特に国民民主党の場合は連合という(今のまま既存の組合員の既得利権だけを守り,同一労働同一賃金という公平さを無視して非正規労働者を切り捨てたままでは長期的な衰退は確実ですが)確実で相当な規模の支援団体がバックについてくれているのですから,数を増やすことに焦る必要はなく長期的に徐々に力をつける戦略を執れるのですし.
寧ろ,国民民主党の場合,連合による支援で競合している立憲民主党をどうやって蹴落とし,連合が「国民民主と立民とが共に候補者を立てようとしているなら連合としては国民民主の候補を正式に支援しよう」と判断するように持って行く戦略を考えるべきです.
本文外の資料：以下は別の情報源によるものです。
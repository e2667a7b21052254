//! Conversion between raw document lines and their numbered, gutter-prefixed display form.
//!
//! A display line looks like `"  12 |content\n"`. Every gutter in a document has the same
//! width, `4 + digits(line_count)`, so the width grows by one whenever the line count crosses
//! a power of ten and every column the cursor tracks shifts with it.

use crate::error::EditorError;
use crate::utils::{char_len, char_to_byte_index, chars_fitting, digits, display_width};

/// Separates the gutter from the line content.
pub const GUTTER_SEPARATOR: char = '|';

/// 1-based line number to 0-based index.
pub fn line_number_to_index(line_number: usize) -> usize {
    line_number.saturating_sub(1)
}

/// 0-based index to 1-based line number.
pub fn index_to_line_number(index: usize) -> usize {
    index + 1
}

/// Width of the `"  N |"` segment for a document of `line_count` lines.
pub fn gutter_width(line_count: usize) -> usize {
    4 + digits(line_count.max(1))
}

/// Content of a display line: everything after the first separator, minus the line break.
pub fn strip_gutter(display_line: &str) -> &str {
    let content = display_line
        .split_once(GUTTER_SEPARATOR)
        .map_or(display_line, |(_, rest)| rest);
    content.strip_suffix('\n').unwrap_or(content)
}

/// One reflow pass: every line whose content plus gutter exceeds `max_width` terminal cells
/// is cut at the allowed width and the overflow is prepended to the following line (created
/// if absent). A line always keeps its first char, even one too wide to fit.
///
/// Returns whether anything moved. Pushing text forward can make the next line overflow and
/// adding a line can widen the gutter, so callers repeat until this returns `false`.
pub fn reflow(lines: &mut Vec<String>, max_width: usize) -> bool {
    let mut changed = false;
    let mut i = 0;
    while i < lines.len() {
        let allowed = max_width.saturating_sub(gutter_width(lines.len())).max(1);
        let keep = chars_fitting(&lines[i], allowed).max(1);
        if display_width(&lines[i]) > allowed && keep < char_len(&lines[i]) {
            let cut = char_to_byte_index(&lines[i], keep);
            let overflow = lines[i].split_off(cut);
            if i + 1 == lines.len() {
                lines.push(overflow);
            } else {
                lines[i + 1].insert_str(0, &overflow);
            }
            changed = true;
        }
        i += 1;
    }
    changed
}

/// Read-only view answering every "what does line N look like on screen" question.
#[derive(Debug, Clone, Copy)]
pub struct Formatter<'a> {
    lines: &'a [String],
}

impl<'a> Formatter<'a> {
    pub fn new(lines: &'a [String]) -> Self {
        Self { lines }
    }

    pub fn line_count(&self) -> usize {
        self.lines.len()
    }

    fn check(&self, line_number: usize) -> Result<&'a str, EditorError> {
        if line_number == 0 || line_number > self.lines.len() {
            return Err(EditorError::OutOfBufferRange { line: line_number, size: self.lines.len() });
        }
        Ok(self.lines[line_number - 1].as_str())
    }

    /// Content of a line without its gutter.
    pub fn content(&self, line_number: usize) -> Result<&'a str, EditorError> {
        self.check(line_number)
    }

    /// Width of the gutter in front of `line_number`.
    ///
    /// The value depends only on the total line count; the line number is validated so that
    /// callers asking about rows that do not exist get an error instead of a plausible width.
    pub fn prefix_length(&self, line_number: usize) -> Result<usize, EditorError> {
        self.check(line_number)?;
        Ok(gutter_width(self.lines.len()))
    }

    /// `"  N{pad}|content\n"`, with `pad` right-aligning every gutter separator.
    pub fn display_line(&self, line_number: usize) -> Result<String, EditorError> {
        let content = self.check(line_number)?;
        let pad = 1 + digits(self.lines.len()) - digits(line_number);
        Ok(format!(
            "  {line_number}{}{GUTTER_SEPARATOR}{content}\n",
            " ".repeat(pad)
        ))
    }

    /// Length of the display line in chars, trailing line break included.
    pub fn display_len(&self, line_number: usize) -> Result<usize, EditorError> {
        let content = self.check(line_number)?;
        Ok(gutter_width(self.lines.len()) + char_len(content) + 1)
    }

    /// The content of row `top` with `new_part` inserted at display column `left`.
    ///
    /// `left` already includes the gutter, so it must lie in `[prefix, display_len - 1]`.
    pub fn insert_at(&self, new_part: &str, top: usize, left: usize) -> Result<String, EditorError> {
        let line_number = index_to_line_number(top);
        let prefix = self.prefix_length(line_number)?;
        let mut display = self.display_line(line_number)?;
        if left < prefix || left >= char_len(&display) {
            return Err(EditorError::ValueOutOfRange { what: "column outside the display line" });
        }
        let at = char_to_byte_index(&display, left);
        display.insert_str(at, new_part);
        Ok(strip_gutter(&display).to_string())
    }

    /// The whole document with gutters, without a trailing line break.
    pub fn code_with_line_numbers(&self) -> String {
        let mut out = String::new();
        for n in 1..=self.lines.len() {
            let content = &self.lines[n - 1];
            let pad = 1 + digits(self.lines.len()) - digits(n);
            out.push_str(&format!("  {n}{}{GUTTER_SEPARATOR}{content}\n", " ".repeat(pad)));
        }
        out.pop();
        out
    }

    /// The raw document joined with `\n`.
    pub fn text(&self) -> String {
        self.lines.join("\n")
    }
}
それには,日本の企業労組が基本的には協調路線を採っていることから,立民のような理想というよりも夢想路線でなく現実路線で与党に対案を呑ませて徐々に(連合だけでなく一般国民に対しても)存在感を高めることが重要でしょう.
連合も,遠からず夢想路線の立民を支持する公務員労組系と現実路線でなければ困る企業労組系とに分裂せざるを得なくなる(既に連合の内部では両者の間で不協和音が鳴っていると推測しますが)と個人的には予想しています.そして企業労組系の受け皿として国民民主という政党が存在している事が国民民主党自身にとって何よりも重要なのですが,それは自民党と連立を組んでは果たすことは出来ません.(仮に企業労組系がそれで良いならば,そもそも企業労組系は国民民主なんて少数政党に投票するよりも巨大政党の自民党に投票して自民党に対する影響力を得て直接に企業労組としての要請を実現させれば良いということになりかねません)
迷王星様、よくわかりました。ありがとうございます。
焦って政権入りするより、国民民主党にとっては、地に足を付けて焦らずに地道に議席を増やすことが重要なのかもですね。
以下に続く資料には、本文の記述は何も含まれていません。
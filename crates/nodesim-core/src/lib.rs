//! # nodesim-core
//!
//! Node lifecycle and resource orchestration for simulating a multi-node
//! scheduler cluster on a single host.
//!
//! Each simulated node gets a dummy network interface with its own address
//! and a scratch directory, and runs one scheduler agent configured to join
//! its peers.
//!
//! ## Architecture
//!
//! ```text
//! ┌──────────────────────────────────────────────────────────┐
//! │                      nodesim-core                        │
//! ├──────────────────────────────────────────────────────────┤
//! │                                                          │
//! │  Topology ──▶ Registry::build / Registry::import         │
//! │                     │                                    │
//! │                     ▼                                    │
//! │  ┌─────────────────┐     ┌──────────────────────────┐   │
//! │  │  Orchestrator   │────▶│  Provisioner             │   │
//! │  │  - build()      │     │  - ensure() / release()  │   │
//! │  │  - clean()      │     └──────────────────────────┘   │
//! │  │  - clean_       │     ┌──────────────────────────┐   │
//! │  │    resources_   │────▶│  Supervisor              │   │
//! │  │    only()       │     │  - start() / stop()      │   │
//! │  └─────────────────┘     └──────────────────────────┘   │
//! │                                   │                      │
//! └───────────────────────────────────┼──────────────────────┘
//!                                     ▼
//!                       nodesim-host: dyn Host
//!              (LinuxHost in production, MemoryHost in tests)
//! ```
//!
//! ## Quick Start
//!
//! ```ignore
//! use nodesim_core::{Orchestrator, OrchestratorSettings, Topology};
//! use nodesim_host::LinuxHost;
//! use std::sync::Arc;
//!
//! # async fn example() -> nodesim_core::Result<()> {
//! let topology = Topology::builder()
//!     .servers(3)
//!     .clients(2)
//!     .prefix("sim-")
//!     .binary("/usr/local/bin/nomad")
//!     .directory("/tmp/sim")
//!     .addresses((1..=5).map(|i| std::net::Ipv4Addr::new(10, 0, 0, i)))
//!     .build()?;
//!
//! let orchestrator = Orchestrator::new(Arc::new(LinuxHost::new()), OrchestratorSettings::default());
//! let (mut registry, report) = orchestrator.build(&topology).await?;
//! assert!(report.is_success());
//!
//! // ... run scenarios against the cluster ...
//!
//! orchestrator.clean(&mut registry, topology.persist_resources).await;
//! # Ok(())
//! # }
//! ```
//!
//! ## Ordering guarantees
//!
//! - Servers occupy the first registry positions, so they are provisioned
//!   and started before any client
//! - Every server start is followed by a readiness barrier
//! - Teardown stops all clients before any server

mod error;
mod node;
mod orchestrator;
mod provisioner;
mod registry;
mod report;
mod supervisor;
mod topology;

pub use error::{Result, SimError};
pub use node::{Node, Role};
pub use orchestrator::{
    Execution, NodeStatus, Orchestrator, OrchestratorSettings, DEFAULT_RELEASE_SETTLE,
};
pub use provisioner::Provisioner;
pub use registry::{snapshot_path, Registry, REGISTRY_FILE};
pub use report::{BatchReport, NodeOutcome, Phase};
pub use supervisor::{
    agent_command, Peers, ServerReadiness, Supervisor, SupervisorSettings,
    DEFAULT_CONTROL_PLANE_PORT, DEFAULT_SERVER_SETTLE, DEFAULT_STOP_POLL,
};
pub use topology::{
    Topology, TopologyBuilder, DEFAULT_DATACENTER, DEFAULT_PREFIX, DEFAULT_REGION,
    MAX_DEVICE_NAME_LEN,
};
岸田氏目線でいけば国民連立入りは悪くないのでは。何よりも公明への強烈な牽制になる。そのまま自民に吸収されればそれで良し、次回選挙でスターダストのように消えればまたそれで良し。痛くも痒くもない。
玉木氏も年齢的に今が政治家としてのピークではないか。野党で60後半は存在感がない。野党は威勢のいい若いのが次々に出てくる。ここで与党入りという博打を打つのもあり。政策の一つでも実行できれば、それは政治家として本望。小沢一郎みたいに高齢になって政治家の地位にのみ固執しているのは見ていて悲しい。万が一、自民の潜り込めれば、歳を取ったら二階氏のような存在感を持つこともできるかも。
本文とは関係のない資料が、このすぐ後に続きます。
//! The host resource view.

use crate::command::HostCommand;
use crate::error::Result;
use crate::mac::MacAddress;
use async_trait::async_trait;
use std::net::{Ipv4Addr, SocketAddr};
use std::path::Path;

/// Label under which a node's address is bound to its link.
///
/// Distinct labels let many aliased addresses coexist on one host.
pub fn address_label(device: &str) -> String {
    format!("{}:0", device)
}

/// Everything the simulation needs from the machine it runs on.
///
/// Network and filesystem state behind this trait is global to the host and
/// uncoordinated; callers are expected to operate on one node's resources
/// at a time.
#[async_trait]
pub trait Host: Send + Sync {
    /// Whether `ip` is currently assigned to any interface.
    async fn address_present(&self, ip: Ipv4Addr) -> Result<bool>;

    /// Create a dummy-type link named `device`.
    async fn add_dummy_link(&self, device: &str) -> Result<()>;

    /// Set the hardware address of `device`.
    async fn set_link_mac(&self, device: &str, mac: &MacAddress) -> Result<()>;

    /// Bind `ip/24` to `device` under [`address_label`].
    async fn add_address(&self, device: &str, ip: Ipv4Addr) -> Result<()>;

    /// Bring `device` administratively up.
    async fn set_link_up(&self, device: &str) -> Result<()>;

    /// Remove the `ip/24` binding from `device`.
    async fn delete_address(&self, device: &str, ip: Ipv4Addr) -> Result<()>;

    /// Delete the dummy link `device`.
    async fn delete_dummy_link(&self, device: &str) -> Result<()>;

    /// Create `path` and all missing parents. Succeeds if it already exists.
    async fn create_dir_all(&self, path: &Path) -> Result<()>;

    /// Recursively remove `path`. Succeeds if it is already gone.
    async fn remove_dir_all(&self, path: &Path) -> Result<()>;

    /// Launch `command` in the background and return its process id.
    async fn spawn(&self, command: &HostCommand, log_path: &Path) -> Result<u32>;

    /// Ask process `pid` to shut down gracefully (SIGINT).
    ///
    /// Succeeds if the process no longer exists.
    async fn interrupt(&self, pid: u32) -> Result<()>;

    /// Whether `pid` still denotes a live process.
    async fn is_alive(&self, pid: u32) -> bool;

    /// Whether something accepts TCP connections on `addr`.
    async fn is_listening(&self, addr: SocketAddr) -> bool;
}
過去に自民党と組んだ政党で長持ちしたのは公明党だけだ。巨大な創価学会をバックに一定の集票力があるから永らえた。宗教がバックだから可能だけど実際には政教分離には違反していると思う。なんのことはない。自らの当選を担保に自民党の政治家が法律違反しているだけの事なのだ。学会員がキチンとした判断ができればいいが洗脳とは恐ろしい。悪政を支持してしまうのが大部分なのだから。話題の国民民主党はみずからのアイデインテイを持ちつつ存在を維持出来るのなら、政策実行には大きなアドバンテージとなる。要は志の問題だ。欲が上まわれなければ消えることはない。スターダストは立憲だ。国民民主党には頑張ってもらいたい、自らを含め不祥事議員を処分できれば国民の支持は倍になってかえってくる。
>国民民主「連立入り観測」に「やきもき」する立憲民主
あるいは、国民民主「連立入り観測」に「やきもき」する連合ですね。
立憲民主も「やきもき」するかもしれませんが、国民民主党が連立入りすれば、連合は国民民主を支持するかどうかの判断を迫られます。
従来通り国民民主を支持すれば、間接的に自民党を支持することになりますので。
連合は、国民民主党を切り捨てることが出来るのでしょうか?
連合も分裂しかねない事態に陥ると予想されます。
ただ今回の連立入りの話は、自民党が公明党を揺さぶるために国民民主党をダシに使った可能性が大きいと思われますので、玉木さんもこの話は眉唾物だと思ってるのではないでしょうか。